▶ [Task prompt]
Read through the entries below and return each line with the word "LogLevel".

▶ [Data for this exercise]

-- Opening Marker --

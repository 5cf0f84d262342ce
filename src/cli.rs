// src/cli.rs

//! CLI argument parsing using `clap`.

use clap::{Parser, ValueEnum};

use crate::types::{ObjectiveKind, ReportView};

/// Command-line arguments for `slotplan`.
#[derive(Debug, Clone, Parser)]
#[command(
    name = "slotplan",
    version,
    about = "Schedule resource-linked tasks as a time-indexed 0/1 program.",
    long_about = None
)]
pub struct CliArgs {
    /// Path to the project file (TOML).
    ///
    /// Default: `Project.toml` in the current working directory.
    #[arg(long, value_name = "PATH")]
    pub project: Option<String>,

    /// Solver backend; overrides `[solver].backend`.
    #[arg(long, value_name = "NAME")]
    pub backend: Option<String>,

    /// Objective (weighted-slot, makespan); overrides `[solver].objective`.
    #[arg(long, value_name = "KIND")]
    pub objective: Option<ObjectiveKind>,

    /// Which activity grid to print (tasks, workers, both).
    #[arg(long, value_name = "VIEW", default_value = "tasks")]
    pub view: ReportView,

    /// Logging level (error, warn, info, debug, trace).
    ///
    /// If omitted, `SLOTPLAN_LOG` or a default level will be used.
    #[arg(long, value_enum, value_name = "LEVEL")]
    pub log_level: Option<LogLevel>,

    /// Parse + validate, print tasks and dependencies, but don't solve.
    #[arg(long)]
    pub dry_run: bool,
}

/// Log level as exposed on the CLI.
#[derive(Debug, Copy, Clone, ValueEnum)]
pub enum LogLevel {
    Error,
    Warn,
    Info,
    Debug,
    Trace,
}

/// Convenience wrapper around `CliArgs::parse()`.
pub fn parse() -> CliArgs {
    CliArgs::parse()
}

-- Closing Marker --

▶ [Exercise result]
    pub log_level: Option<LogLevel>,
pub enum LogLevel {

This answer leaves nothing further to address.